If ever there was a mechanical marriage made in heaven, it is a diesel engine and a turbocharger. On the farm, this union is found in everything from a pickup truck to a combine.

There are two ways an engine can breathe.

The two methods of forced induction differ in how they are powered. A supercharger is driven from the engine’s crankshaft and consumes power. A turbocharger, on the other hand, uses the exhaust gas exiting the cylinder to operate, and it requires no power from the engine. 

The turbocharger accomplishes two things. It fills the cylinder bore with more air, and it causes turbulence in the cylinder. This latter effect greatly improves combustion. Thus, a turbocharger makes a diesel more powerful, lets it run cleaner, and gives it the potential to use less fuel.

The standard used to measure cylinder fill is called volumetric efficiency (VE), and it is read as a percentage.

A naturally aspirated engine experiences around 80% VE. In other words, it uses 80% of its capacity in regard to cylinder volume.

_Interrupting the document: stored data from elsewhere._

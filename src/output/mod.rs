// Result reporting: pairing rows with topics and writing them out.
//
// Rendering is done entirely in memory first; only a fully rendered buffer
// ever reaches the destination.

pub mod render;
pub mod reporter;
pub mod view;
pub mod writer;

use std::fmt;
use std::str::FromStr;

use crate::error::PipelineError;

pub use reporter::{report, ReportOptions, ReportSummary};
pub use view::{ResultRow, ResultView};
pub use writer::Destination;

/// Accepted `--format` values, for help and error text.
pub const FORMAT_NAMES: &str = "json, jsonl, csv, markdown";

/// The closed set of output formats.
#[derive(Debug, Clone, Copy, Default, PartialEq, Eq)]
pub enum OutputFormat {
    /// A JSON array of records. Pretty-printed on the console.
    #[default]
    Json,
    /// One compact JSON record per line.
    JsonLines,
    Csv,
    /// A pipe table.
    Markdown,
}

impl OutputFormat {
    pub fn name(&self) -> &'static str {
        match self {
            OutputFormat::Json => "json",
            OutputFormat::JsonLines => "jsonl",
            OutputFormat::Csv => "csv",
            OutputFormat::Markdown => "markdown",
        }
    }
}

impl FromStr for OutputFormat {
    type Err = PipelineError;

    fn from_str(s: &str) -> Result<Self, Self::Err> {
        match s.trim().to_ascii_lowercase().as_str() {
            "json" => Ok(OutputFormat::Json),
            "jsonl" => Ok(OutputFormat::JsonLines),
            "csv" => Ok(OutputFormat::Csv),
            "markdown" | "md" => Ok(OutputFormat::Markdown),
            _ => Err(PipelineError::UnsupportedFormat(s.to_string())),
        }
    }
}

impl fmt::Display for OutputFormat {
    fn fmt(&self, f: &mut fmt::Formatter<'_>) -> fmt::Result {
        f.write_str(self.name())
    }
}

#[cfg(test)]
mod tests {
    use super::*;

    #[test]
    fn test_parse_known_formats() {
        assert_eq!("json".parse::<OutputFormat>().unwrap(), OutputFormat::Json);
        assert_eq!("JSONL".parse::<OutputFormat>().unwrap(), OutputFormat::JsonLines);
        assert_eq!(" csv ".parse::<OutputFormat>().unwrap(), OutputFormat::Csv);
        assert_eq!("md".parse::<OutputFormat>().unwrap(), OutputFormat::Markdown);
    }

    #[test]
    fn test_parse_unknown_format() {
        let err = "xml".parse::<OutputFormat>().unwrap_err();
        assert!(matches!(err, PipelineError::UnsupportedFormat(ref f) if f == "xml"));
        assert!(err.to_string().contains(FORMAT_NAMES));
    }

    #[test]
    fn test_every_format_name_parses_back() {
        for format in [
            OutputFormat::Json,
            OutputFormat::JsonLines,
            OutputFormat::Csv,
            OutputFormat::Markdown,
        ] {
            assert_eq!(format.name().parse::<OutputFormat>().unwrap(), format);
            assert!(FORMAT_NAMES.contains(format.name()));
        }
    }
}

By employing forced induction due to a turbocharger, the VE of an engine can improve to 100% and higher based upon the amount of airflow created and the pressure produced. 

That pressure, by the way, is read in the intake manifold as boost. The gauge on a dashboard reads this as pressure per square inch, but it is really the amount of pressure over the atmosphere.

If atmospheric pressure is 14.7 psi and the turbocharger is producing 14.7 psi (via the gauge reading), then the cylinder is actually seeing 29.4 psi. Thus, the effective size of the engine can be considered doubled for every 14.7 psi of boost.

In theory, a 12-liter engine (1 liter is approximately 61 cubic inches) when exposed to approximately 15 psi of boost in pressure is the equivalent of a 24-liter engine that breathes naturally. 

What is wonderful about turbocharging is that the power gain it offers is passive. In other words, the gain is only there when you need it, such as the times an engine is called on to work hard. When the load is low, the engine operates at its mechanical size. When more power is needed, the turbocharging helps the engine to respond as if it were larger in displacement. 

Many turbocharging applications also employ a heat exchanger, which is identified as either an intercooler or charge air cooler (CAC). The purpose of the CAC is to cool charged air, which, in turn, increases the density of the air being sent to the cylinders. 

The CAC also helps to reduce the heat caused by the act of turbocharging. Hotter air is undesirable to engine performance as it contains fewer oxygen molecules than cooler air. For every 10°F. change in charge air temperature, power is altered by 1%.

A turbocharger incorporates an exhaust-driven turbine wheel. That wheel is contained in a volute, which is a snail-shape housing. That wheel is also connected via a shaft to another volute that contains a centrifugal compressor wheel that sends the charge air to the intake manifold. The turbine side of a turbocharger is considered hot; the compressor side is considered cold.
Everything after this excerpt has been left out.